(Stored items from a collection)
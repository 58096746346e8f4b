use std::error;
use std::fmt;
use std::io;

/// Represents results from this library
pub type Result<T> = std::result::Result<T, Error>;

/// Represents different failure cases
#[derive(Debug)]
pub enum Error {
    /// a std::io error
    Io(io::Error),
    /// a JSON parsing related failure
    BadJson(serde_json::Error),
    /// the `version` field of the envelope is not the supported version 3
    UnsupportedVersion(u32),
    /// `sources` and `sourcesContent` have different lengths
    InconsistentSources {
        /// number of entries in `sources`
        sources: usize,
        /// number of entries in `sourcesContent`
        sources_content: usize,
    },
    /// a mapping contained a character outside the base64 alphabet
    InvalidBase64(char),
    /// a VLQ run ended mid-integer or overflowed 32 bits
    VlqUnterminated {
        /// the string that failed to decode
        vlq: String,
        /// the values successfully decoded before the failure
        values: Vec<i32>,
    },
    /// a mapping segment decoded to a field count other than 1, 4 or 5
    BadSegmentSize(Vec<i32>),
    /// a segment referenced a source index past the end of `sources`
    BadSourceReference {
        /// the offending index
        index: i32,
        /// the number of sources in the map
        count: usize,
    },
    /// a segment referenced a name index past the end of `names`
    BadNameReference {
        /// the offending index
        index: i32,
        /// the number of names in the map
        count: usize,
    },
}

impl From<io::Error> for Error {
    fn from(err: io::Error) -> Error {
        Error::Io(err)
    }
}

impl From<serde_json::Error> for Error {
    fn from(err: serde_json::Error) -> Error {
        Error::BadJson(err)
    }
}

impl error::Error for Error {
    fn source(&self) -> Option<&(dyn error::Error + 'static)> {
        match self {
            Error::Io(err) => Some(err),
            Error::BadJson(err) => Some(err),
            _ => None,
        }
    }
}

impl fmt::Display for Error {
    fn fmt(&self, f: &mut fmt::Formatter) -> fmt::Result {
        match self {
            Error::Io(err) => write!(f, "{err}"),
            Error::BadJson(err) => write!(f, "bad json: {err}"),
            Error::UnsupportedVersion(version) => {
                write!(f, "got version {version}, can only handle version 3")
            }
            Error::InconsistentSources {
                sources,
                sources_content,
            } => write!(
                f,
                "inconsistent source map, {sources} sources but {sources_content} sourcesContent"
            ),
            Error::InvalidBase64(c) => write!(f, "invalid base64 character {c:?}"),
            Error::VlqUnterminated { vlq, values } => write!(
                f,
                "cannot decode vlq string {vlq:?}, got {values:?} before failure"
            ),
            Error::BadSegmentSize(values) => write!(
                f,
                "got {} numbers in a segment, expected 1, 4 or 5",
                values.len()
            ),
            Error::BadSourceReference { index, count } => {
                write!(f, "bad reference to source #{index}, map has {count} sources")
            }
            Error::BadNameReference { index, count } => {
                write!(f, "bad reference to name #{index}, map has {count} names")
            }
        }
    }
}
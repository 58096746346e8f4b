use std::fs;
use std::path::PathBuf;
use std::process;

use argh::FromArgs;
use srcmap::{SourceMap, UnpackedSourceMap};

/// Print a summary and the decoded mappings of a source map file.
#[derive(FromArgs, Debug)]
pub struct Cli {
    /// path of the source map file
    #[argh(positional)]
    path: PathBuf,
}

fn run(args: &Cli) -> Result<(), Box<dyn std::error::Error>> {
    let sm = SourceMap::from_slice(&fs::read(&args.path)?)?;

    println!("version: {}", sm.get_version());
    println!("file: {}", sm.get_file().unwrap_or("<none>"));
    println!("source root: {}", sm.get_source_root().unwrap_or("<none>"));
    for (idx, source) in sm.sources().iter().enumerate() {
        let has_content = if source.content.is_some() {
            " (has content)"
        } else {
            ""
        };
        println!("source[{}] {}{}", idx, source.url, has_content);
    }

    let unpacked = UnpackedSourceMap::new(sm)?;
    println!("{}", unpacked.segments_description());
    Ok(())
}

fn main() {
    let args: Cli = argh::from_env();
    if let Err(err) = run(&args) {
        eprintln!("error: {err}");
        process::exit(1);
    }
}
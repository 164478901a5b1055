//! Stage composition.
//!
//! A composed transform threads a document stream through an ordered
//! sub-sequence of stages: each stage's output stream becomes the next
//! stage's input. The transform captures its stage selection and live flag
//! at build time and is otherwise stateless; if the underlying pipeline's
//! stage list changes, the caller rebuilds.

use crate::document::Document;
use crate::errors::EtlflowError;
use crate::stage::{docs_to_stream, DocStream, Stage};
use futures::stream::{self, StreamExt, TryStreamExt};
use std::fmt;
use std::sync::Arc;

/// An ordered sub-sequence of stages selected from one pipeline.
#[derive(Clone, Default)]
pub struct StageSelection {
    stages: Vec<Arc<dyn Stage>>,
}

impl StageSelection {
    /// Creates a selection over the given stages.
    #[must_use]
    pub fn new(stages: Vec<Arc<dyn Stage>>) -> Self {
        Self { stages }
    }

    /// Returns the number of selected stages.
    #[must_use]
    pub fn len(&self) -> usize {
        self.stages.len()
    }

    /// Returns true if no stages are selected.
    #[must_use]
    pub fn is_empty(&self) -> bool {
        self.stages.is_empty()
    }

    /// Returns the selected stage names in order.
    #[must_use]
    pub fn stage_names(&self) -> Vec<&str> {
        self.stages.iter().map(|s| s.name()).collect()
    }

    /// Composes the selection into a single transform.
    #[must_use]
    pub fn compose(&self, live: bool) -> ComposedTransform {
        ComposedTransform {
            stages: self.stages.clone(),
            live,
        }
    }
}

impl fmt::Debug for StageSelection {
    fn fmt(&self, f: &mut fmt::Formatter<'_>) -> fmt::Result {
        f.debug_struct("StageSelection")
            .field("stages", &self.stage_names())
            .finish()
    }
}

/// A single streaming transform built from an ordered stage selection.
///
/// An empty selection composes to the yield-nothing transform: applying it
/// produces an empty stream for any input. The invocation modes rely on
/// that as the safe empty-range fallback.
#[derive(Clone)]
pub struct ComposedTransform {
    stages: Vec<Arc<dyn Stage>>,
    live: bool,
}

impl ComposedTransform {
    /// Returns the number of composed stages.
    #[must_use]
    pub fn stage_count(&self) -> usize {
        self.stages.len()
    }

    /// Returns true if the transform was built from an empty selection.
    #[must_use]
    pub fn is_empty(&self) -> bool {
        self.stages.is_empty()
    }

    /// Returns the live flag captured at build time.
    #[must_use]
    pub fn live(&self) -> bool {
        self.live
    }

    /// Threads an input stream through the composed stages in order.
    ///
    /// The live flag is forwarded verbatim to every stage. Laziness is
    /// preserved end to end: nothing runs until the returned stream is
    /// polled, and per-stage emission order is preserved.
    #[must_use]
    pub fn apply(&self, input: DocStream) -> DocStream {
        if self.stages.is_empty() {
            return stream::empty().boxed();
        }
        let mut current = input;
        for stage in &self.stages {
            current = stage.process(current, self.live);
        }
        current
    }

    /// Applies the transform to an already-materialized batch and collects
    /// the full result.
    ///
    /// # Errors
    ///
    /// Returns the first stage failure encountered while draining.
    pub async fn run_batch(&self, batch: Vec<Document>) -> Result<Vec<Document>, EtlflowError> {
        self.apply(docs_to_stream(batch)).try_collect().await
    }
}

impl fmt::Debug for ComposedTransform {
    fn fmt(&self, f: &mut fmt::Formatter<'_>) -> fmt::Result {
        f.debug_struct("ComposedTransform")
            .field(
                "stages",
                &self.stages.iter().map(|s| s.name()).collect::<Vec<_>>(),
            )
            .field("live", &self.live)
            .finish()
    }
}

● **What this task involves**
Please work out how many lines above carry "UnpackedSourceMap", writing only the result.

● **Problem solution**
2